To our knowledge, only one study has investigated the long-term effects of a FR intervention [22]. Hodgson et al. suggested that the acute benefits generated by rolling may be transient [22]. However, to the best of our knowledge, this is the first study to examine the cumulative effect of SS combined with a FR intervention. Some studies suggest that the immediate effects of FR may be attributed to enhanced local blood circulation, which is supported by the dilatation of blood vessels and the replenishment of creatine phosphate [46, 47]. On the contrary, supported by the literature [48, 49], we hypothesize that this combined program influenced these results. Some studies have combined FR programs with other techniques that act on muscle tension and lengthening, obtaining favourable variations in the delivery of muscle strength [48, 49]. Muscle power results from various muscle processes, including recruiting muscle fibres. The effects of myofascial release might explain this phenomenon, as this intervention could enhance fibre recruitment patterns through neural stimulation and the breaking down of adhesions, thereby improving muscle power [43, 49, 50]. The combined program is likely to improve resting muscle length and joint angle, enhancing dorsiflexion ROM and thereby increasing peak force [49, 51].
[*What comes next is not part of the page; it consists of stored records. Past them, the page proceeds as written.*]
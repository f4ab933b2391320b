#![forbid(unsafe_code)]

//! Derivation core for the mention HUD.
//!
//! A mention HUD shows a filtered, keyboard-navigable list of candidate rows
//! (people, channels) while the user types. Three pieces of state have to stay
//! consistent on every keystroke: the full candidate list, the subsequence of
//! it that passes the current filter, and a selection pointer that must always
//! land on a valid visible row.
//!
//! This crate is the pure half of that problem. It knows nothing about
//! rendering, key events, or where the rows come from; it maps a previous
//! snapshot plus the current inputs to a fresh snapshot, once per update:
//!
//! ```
//! use mention_core::{HudInputs, HudState, derive};
//!
//! let rows = vec!["alice", "bob", "carol"];
//! let previous = HudState::initial();
//! let state = derive(
//!     &previous,
//!     &HudInputs {
//!         rows: &rows,
//!         filter: "b",
//!         matcher: |row: &&str, filter: &str| row.contains(filter),
//!         move_up_count: 0,
//!         move_down_count: 0,
//!     },
//! );
//! assert_eq!(state.projection.visible, vec!["bob"]);
//! assert_eq!(state.selected_index, 1);
//! ```
//!
//! # Index spaces
//!
//! Positions exist in two spaces: *full* (the unfiltered candidate list) and
//! *visible* (the filtered subsequence). [`Projection`] holds the translation
//! tables between them; the selection is carried in both spaces and the
//! visible one is authoritative for display.
//!
//! # Navigation counters
//!
//! Callers signal "move up"/"move down" by incrementing two monotonic
//! counters. The core only ever looks at the counter *deltas* between
//! successive derivations, so no event queue needs to cross the update
//! boundary.

pub mod derive;
pub mod navigation;
pub mod projection;

pub use derive::{HudInputs, HudState, derive};
pub use navigation::{Selection, navigate};
pub use projection::{Projection, project};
This study is not without limitations. First, the accuracy of the inertial sensor used, although the validity and reliability of instruments with similar technology have been widely demonstrated [31]. Furthermore, its earlier version was documented in the literature [52].
Practical implications
Practical applications are diverse. Dorsiflexion impacts ankle stability and the risk of injuries like sprains. Additionally, if the effects on force output are validated by further research, this could have implications for both injury recovery and performance enhancement. Provided that additional research validates these results, foam rolling has the potential to be used extensively in sports, functional rehabilitation, and injury prevention. In functional rehabilitation, foam rolling may be used as a non-invasive method to restore patient mobility and strength. Foam rolling could also play a valuable role in fall prevention among the elderly. Regular use of foam rolling could also complement other fall prevention strategies, such as strength training and balance exercises. The potential of foam rolling to improve health and performance underscores the necessity for further studies to validate these findings.